Additional cost is another issue. Prior to leaving the EU, Pamela explained that they could participate in a European clinical trial, and the drugs could be imported to the UK on a mutual agreement basis via an import license, known as a qualified person (QP) release. That is no longer the case and it means there is no longer a reciprocal arrangement in place.
“We have very good examples of this where we have exponentially increased the cost of delivering a CAR-T trial in the UK because of these additional regulatory steps,” she highlighted. “It has reached the point where it can be two to three years before a particular arm of a clinical trial, and one that is offering innovation for children with cancer, can be approved in the UK. This is in spite of the fact that it is available in Europe.”
In addition, more innovation is needed for rare diseases. Pamela added that there is a big shift in paediatric oncology and rare diseases towards platform and adaptive trial designs. It is also where the UK’s regulatory authorities have been innovative and led the way in their approval of these studies.

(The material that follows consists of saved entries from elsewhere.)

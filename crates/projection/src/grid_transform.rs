//! Transforms backed by a localization, offset or NADCON grid.

use datum_common::{Coordinate, GridType, TransformError, TransformResult};
use grid_processor::{Grid, GridProcessorConfig, InverseIteration};

use crate::transform::Transform;

/// Interpolation in a grid, interpreted according to its `GridType`.
#[derive(Debug, Clone)]
pub struct GridTransform {
    grid: Grid,
    inverse: Option<InverseIteration>,
}

impl GridTransform {
    /// Build a grid transform; `config` decides whether it can be inverted.
    pub fn new(grid: Grid, config: &GridProcessorConfig) -> TransformResult<Self> {
        config.validate()?;

        tracing::debug!(
            grid_type = %grid.grid_type(),
            source_dims = grid.source_dimensions(),
            target_dims = grid.target_dimensions(),
            invertible = config.inverse.is_some() && grid.grid_type().is_additive(),
            "Created grid transform"
        );

        Ok(Self {
            grid,
            inverse: config.inverse,
        })
    }

    pub fn grid(&self) -> &Grid {
        &self.grid
    }

    pub fn grid_type(&self) -> GridType {
        self.grid.grid_type()
    }

    pub(crate) fn source_dimensions(&self) -> usize {
        self.grid.source_dimensions()
    }

    pub(crate) fn target_dimensions(&self) -> usize {
        self.grid.target_dimensions()
    }

    pub(crate) fn apply(&self, coordinate: &[f64]) -> TransformResult<Coordinate> {
        self.grid.evaluate(coordinate)
    }

    pub(crate) fn inverse(&self) -> TransformResult<InverseGridTransform> {
        if self.grid_type() == GridType::Localization {
            return Err(TransformError::not_invertible(
                "localization grids have no inverse",
            ));
        }
        let iteration = self.inverse.ok_or_else(|| {
            TransformError::not_invertible(format!(
                "inversion of {} grids is not enabled",
                self.grid_type()
            ))
        })?;
        Ok(InverseGridTransform {
            forward: self.clone(),
            iteration,
        })
    }
}

/// Fixed-point inverse of an offset or NADCON grid.
///
/// Solves `x + shift(x) = target` by iterating `x <- target - shift(x)`,
/// starting from `target`.
#[derive(Debug, Clone)]
pub struct InverseGridTransform {
    forward: GridTransform,
    iteration: InverseIteration,
}

impl InverseGridTransform {
    /// The grid transform this one undoes.
    pub fn forward(&self) -> &GridTransform {
        &self.forward
    }

    pub fn iteration(&self) -> InverseIteration {
        self.iteration
    }

    pub(crate) fn source_dimensions(&self) -> usize {
        self.forward.target_dimensions()
    }

    pub(crate) fn target_dimensions(&self) -> usize {
        self.forward.source_dimensions()
    }

    pub(crate) fn apply(&self, target: &[f64]) -> TransformResult<Coordinate> {
        let grid = &self.forward.grid;
        let mut estimate = target.to_vec();
        let mut residual = f64::INFINITY;

        for _ in 0..self.iteration.max_iterations {
            let shift = grid.shift_at(&estimate)?.ok_or_else(|| {
                TransformError::not_invertible("localization grids have no inverse")
            })?;
            let next: Coordinate = target.iter().zip(&shift).map(|(t, s)| t - s).collect();
            residual = max_abs_difference(&next, &estimate);
            estimate = next;
            if residual <= self.iteration.tolerance {
                return Ok(estimate);
            }
        }

        tracing::warn!(
            iterations = self.iteration.max_iterations,
            residual,
            tolerance = self.iteration.tolerance,
            "Grid inverse did not converge"
        );
        Err(TransformError::NoConvergence {
            iterations: self.iteration.max_iterations,
            residual,
        })
    }
}

/// Largest ordinate difference, NaN if any difference is NaN.
fn max_abs_difference(a: &[f64], b: &[f64]) -> f64 {
    a.iter()
        .zip(b)
        .map(|(x, y)| (x - y).abs())
        .fold(0.0, |max, d| if d.is_nan() || d > max { d } else { max })
}

/// A transform that interpolates in `grid`.
pub fn grid_transform(grid: Grid, config: &GridProcessorConfig) -> TransformResult<Transform> {
    Transform::grid(grid, config)
}
//! Affine transforms in homogeneous matrix form.

use std::sync::Arc;

use datum_common::{Coordinate, TransformError, TransformResult};
use nalgebra::{DMatrix, DVector};

use crate::transform::MathTransform;

/// An affine map stored as an `(m + 1) x (n + 1)` homogeneous matrix.
///
/// Maps `n` source ordinates to `m` target ordinates. The last row is
/// always `[0, ..., 0, 1]`.
#[derive(Debug, Clone, PartialEq)]
pub struct Affine {
    matrix: DMatrix<f64>,
}

impl Affine {
    /// Wrap a homogeneous matrix, checking its last row.
    pub fn from_matrix(matrix: DMatrix<f64>) -> TransformResult<Self> {
        let (rows, cols) = matrix.shape();
        if rows < 2 || cols < 2 {
            return Err(TransformError::InvalidMatrix(format!(
                "a homogeneous matrix needs at least 2x2, got {}x{}",
                rows, cols
            )));
        }
        let last = matrix.row(rows - 1);
        let homogeneous = last
            .iter()
            .enumerate()
            .all(|(j, &v)| v == if j == cols - 1 { 1.0 } else { 0.0 });
        if !homogeneous {
            return Err(TransformError::InvalidMatrix(
                "last row must be [0, ..., 0, 1]".to_string(),
            ));
        }
        Ok(Self { matrix })
    }

    pub fn identity(dims: usize) -> Self {
        Self {
            matrix: DMatrix::identity(dims + 1, dims + 1),
        }
    }

    /// Adds `offsets` to a coordinate of the same length.
    pub fn translation(offsets: &[f64]) -> Self {
        let dims = offsets.len();
        let mut matrix = DMatrix::identity(dims + 1, dims + 1);
        for (i, &offset) in offsets.iter().enumerate() {
            matrix[(i, dims)] = offset;
        }
        Self { matrix }
    }

    /// Multiplies each ordinate by the matching factor.
    pub fn scale(factors: &[f64]) -> Self {
        let dims = factors.len();
        let mut matrix = DMatrix::identity(dims + 1, dims + 1);
        for (i, &factor) in factors.iter().enumerate() {
            matrix[(i, i)] = factor;
        }
        Self { matrix }
    }

    pub fn matrix(&self) -> &DMatrix<f64> {
        &self.matrix
    }
}

impl MathTransform for Affine {
    fn source_dimensions(&self) -> usize {
        self.matrix.ncols() - 1
    }

    fn target_dimensions(&self) -> usize {
        self.matrix.nrows() - 1
    }

    fn transform(&self, coordinate: &[f64]) -> TransformResult<Coordinate> {
        TransformError::check_dimension(self.source_dimensions(), coordinate.len())?;
        let homogeneous = DVector::from_iterator(
            coordinate.len() + 1,
            coordinate.iter().copied().chain(std::iter::once(1.0)),
        );
        let result = &self.matrix * homogeneous;
        Ok(result.iter().take(self.target_dimensions()).copied().collect())
    }

    fn inverse(&self) -> TransformResult<Arc<dyn MathTransform>> {
        if !self.matrix.is_square() {
            return Err(TransformError::not_invertible(format!(
                "affine map from {} to {} dimensions",
                self.source_dimensions(),
                self.target_dimensions()
            )));
        }
        let inverse = self
            .matrix
            .clone()
            .try_inverse()
            .ok_or_else(|| TransformError::not_invertible("singular affine matrix"))?;
        Ok(Arc::new(Affine::from_matrix(inverse)?))
    }

    fn height_extension(&self) -> Option<Arc<dyn MathTransform>> {
        if self.source_dimensions() != 2 || self.target_dimensions() != 2 {
            return None;
        }
        // Height is carried through with an identity row and column.
        let lift = |i: usize| if i == 2 { 3 } else { i };
        let mut matrix = DMatrix::identity(4, 4);
        for i in 0..3 {
            for j in 0..3 {
                matrix[(lift(i), lift(j))] = self.matrix[(i, j)];
            }
        }
        Some(Arc::new(Affine { matrix }))
    }
}

#[cfg(test)]
mod tests {
    use super::*;

    #[test]
    fn test_translation_and_scale() {
        let t = Affine::translation(&[1.0, -2.0]);
        assert_eq!(t.transform(&[3.0, 4.0]).unwrap(), vec![4.0, 2.0]);
        let s = Affine::scale(&[2.0, 0.5, 1.0]);
        assert_eq!(s.transform(&[3.0, 4.0, 5.0]).unwrap(), vec![6.0, 2.0, 5.0]);
    }

    #[test]
    fn test_non_homogeneous_rejected() {
        let m = DMatrix::from_row_slice(2, 2, &[1.0, 0.0, 1.0, 1.0]);
        assert!(matches!(
            Affine::from_matrix(m),
            Err(TransformError::InvalidMatrix(_))
        ));
        assert!(Affine::from_matrix(DMatrix::identity(1, 1)).is_err());
    }

    #[test]
    fn test_singular_not_invertible() {
        let flat = Affine::scale(&[1.0, 0.0]);
        assert!(matches!(
            flat.inverse(),
            Err(TransformError::NotInvertible(_))
        ));
    }

    #[test]
    fn test_inverse_round_trip() {
        let t = Affine::translation(&[1.0, -2.0]);
        let inverse = t.inverse().unwrap();
        assert_eq!(inverse.transform(&[4.0, 2.0]).unwrap(), vec![3.0, 4.0]);
    }

    #[test]
    fn test_height_extension_keeps_height() {
        let lifted = Affine::translation(&[1.0, 2.0]).height_extension().unwrap();
        assert_eq!(lifted.source_dimensions(), 3);
        assert_eq!(
            lifted.transform(&[0.0, 0.0, 7.0]).unwrap(),
            vec![1.0, 2.0, 7.0]
        );
        assert!(Affine::identity(3).height_extension().is_none());
    }
}
//! Applying a transform to a window of a longer coordinate.

use datum_common::{Coordinate, OrdinateWindow, TransformError, TransformResult};

use crate::transform::{Transform, TransformKind};

/// A sub-transform applied to ordinates `[first_affected, first_affected + n)`.
///
/// Leading and trailing ordinates are copied unchanged. Only
/// [`compose`] builds these, so a pass-through never has an empty
/// leading-plus-trailing window and never wraps another pass-through.
#[derive(Debug, Clone)]
pub struct PassThrough {
    first_affected: usize,
    inner: Transform,
    num_trailing: usize,
}

impl PassThrough {
    /// The wrapped sub-transform.
    pub fn inner(&self) -> &Transform {
        &self.inner
    }

    pub fn first_affected(&self) -> usize {
        self.first_affected
    }

    pub fn num_trailing(&self) -> usize {
        self.num_trailing
    }

    /// Window of the source coordinate handed to the sub-transform.
    pub fn source_window(&self) -> OrdinateWindow {
        OrdinateWindow {
            first_affected: self.first_affected,
            width: self.inner.source_dimensions(),
            num_trailing: self.num_trailing,
        }
    }

    /// Window of the target coordinate written by the sub-transform.
    pub fn target_window(&self) -> OrdinateWindow {
        OrdinateWindow {
            first_affected: self.first_affected,
            width: self.inner.target_dimensions(),
            num_trailing: self.num_trailing,
        }
    }

    pub(crate) fn source_dimensions(&self) -> usize {
        self.source_window().dimensions()
    }

    pub(crate) fn target_dimensions(&self) -> usize {
        self.target_window().dimensions()
    }

    pub(crate) fn apply(&self, coordinate: &[f64]) -> TransformResult<Coordinate> {
        let window = self.source_window();
        let inner = self.inner.transform(&coordinate[window.affected()])?;

        let mut result = Vec::with_capacity(self.target_dimensions());
        result.extend_from_slice(&coordinate[..self.first_affected]);
        result.extend(inner);
        result.extend_from_slice(&coordinate[window.trailing()]);
        Ok(result)
    }

    pub(crate) fn inverse(&self) -> TransformResult<PassThrough> {
        Ok(PassThrough {
            first_affected: self.first_affected,
            inner: self.inner.invert()?,
            num_trailing: self.num_trailing,
        })
    }
}

/// Apply `sub` to `window` of a longer coordinate.
///
/// `window.width` must equal the sub-transform's source dimensionality.
/// A window with nothing before or after it returns `sub` unchanged, and
/// wrapping a pass-through merges the two windows.
pub fn compose(sub: Transform, window: OrdinateWindow) -> TransformResult<Transform> {
    TransformError::check_dimension(sub.source_dimensions(), window.width)?;
    if window.is_full() {
        return Ok(sub);
    }

    let nested = match sub.kind() {
        TransformKind::PassThrough(nested) => Some((
            nested.first_affected,
            nested.inner.clone(),
            nested.num_trailing,
        )),
        _ => None,
    };
    let (leading, inner, trailing) = nested.unwrap_or((0, sub, 0));
    let first_affected = window.first_affected + leading;
    let num_trailing = window.num_trailing + trailing;

    tracing::debug!(
        first_affected,
        width = inner.source_dimensions(),
        num_trailing,
        "Composed pass-through transform"
    );

    Ok(Transform::new(TransformKind::PassThrough(PassThrough {
        first_affected,
        inner,
        num_trailing,
    })))
}

#[cfg(test)]
mod tests {
    use super::*;
    use crate::affine::Affine;

    fn shift_xy() -> Transform {
        Transform::from_math(Affine::translation(&[10.0, 20.0]))
    }

    #[test]
    fn test_window_untouched_ordinates() {
        let pt = Transform::pass_through(1, shift_xy(), 2).unwrap();
        assert_eq!(pt.source_dimensions(), 5);
        assert_eq!(pt.target_dimensions(), 5);
        assert_eq!(
            pt.transform(&[1.0, 2.0, 3.0, 4.0, 5.0]).unwrap(),
            vec![1.0, 12.0, 23.0, 4.0, 5.0]
        );
    }

    #[test]
    fn test_full_window_returns_sub() {
        let sub = shift_xy();
        let composed = compose(sub.clone(), OrdinateWindow::new(0, 2, 0).unwrap()).unwrap();
        assert!(Transform::ptr_eq(&sub, &composed));
    }

    #[test]
    fn test_width_must_match_sub() {
        let err = compose(shift_xy(), OrdinateWindow::new(0, 3, 1).unwrap()).unwrap_err();
        assert_eq!(
            err,
            TransformError::DimensionMismatch {
                expected: 2,
                actual: 3
            }
        );
    }

    #[test]
    fn test_nested_windows_merge() {
        let sub = shift_xy();
        let inner = Transform::pass_through(1, sub.clone(), 0).unwrap();
        let outer = Transform::pass_through(2, inner, 1).unwrap();

        let TransformKind::PassThrough(pt) = outer.kind() else {
            panic!("expected a pass-through, got {:?}", outer);
        };
        assert_eq!(pt.first_affected(), 3);
        assert_eq!(pt.num_trailing(), 1);
        assert!(Transform::ptr_eq(pt.inner(), &sub));
        assert_eq!(
            outer.transform(&[0.0, 0.0, 0.0, 1.0, 1.0, 7.0]).unwrap(),
            vec![0.0, 0.0, 0.0, 11.0, 21.0, 7.0]
        );
    }

    #[test]
    fn test_dimension_changing_sub() {
        let drop_y = Affine::from_matrix(nalgebra::DMatrix::from_row_slice(
            2,
            3,
            &[1.0, 0.0, 5.0, 0.0, 0.0, 1.0],
        ))
        .unwrap();
        let pt = Transform::pass_through(1, Transform::from_math(drop_y), 1).unwrap();
        assert_eq!(pt.source_dimensions(), 4);
        assert_eq!(pt.target_dimensions(), 3);
        assert_eq!(pt.transform(&[9.0, 1.0, 2.0, 8.0]).unwrap(), vec![9.0, 6.0, 8.0]);
    }

    #[test]
    fn test_inverse_wraps_sub_inverse() {
        let pt = Transform::pass_through(1, shift_xy(), 1).unwrap();
        let inverse = pt.invert().unwrap();
        assert_eq!(
            inverse.transform(&[1.0, 12.0, 23.0, 4.0]).unwrap(),
            vec![1.0, 2.0, 3.0, 4.0]
        );
        assert!(Transform::ptr_eq(&inverse.invert().unwrap(), &pt));
    }

    #[test]
    fn test_wrong_length_rejected() {
        let pt = Transform::pass_through(1, shift_xy(), 1).unwrap();
        assert!(matches!(
            pt.transform(&[1.0, 2.0, 3.0]),
            Err(TransformError::DimensionMismatch {
                expected: 4,
                actual: 3
            })
        ));
    }
}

“If they could accelerate the way we can adapt these designs and align with some of the work that’s going on in other countries, I think we could be a leader in rare diseases and rare cancer clinical trials in the UK,” Pamela added.
“My plea to the regulator in the UK is, while we have to safeguard and protect young people, it’s important that we don’t put the bar so high that we’re actually protecting them from the ability to participate in clinical trials and to access innovation.”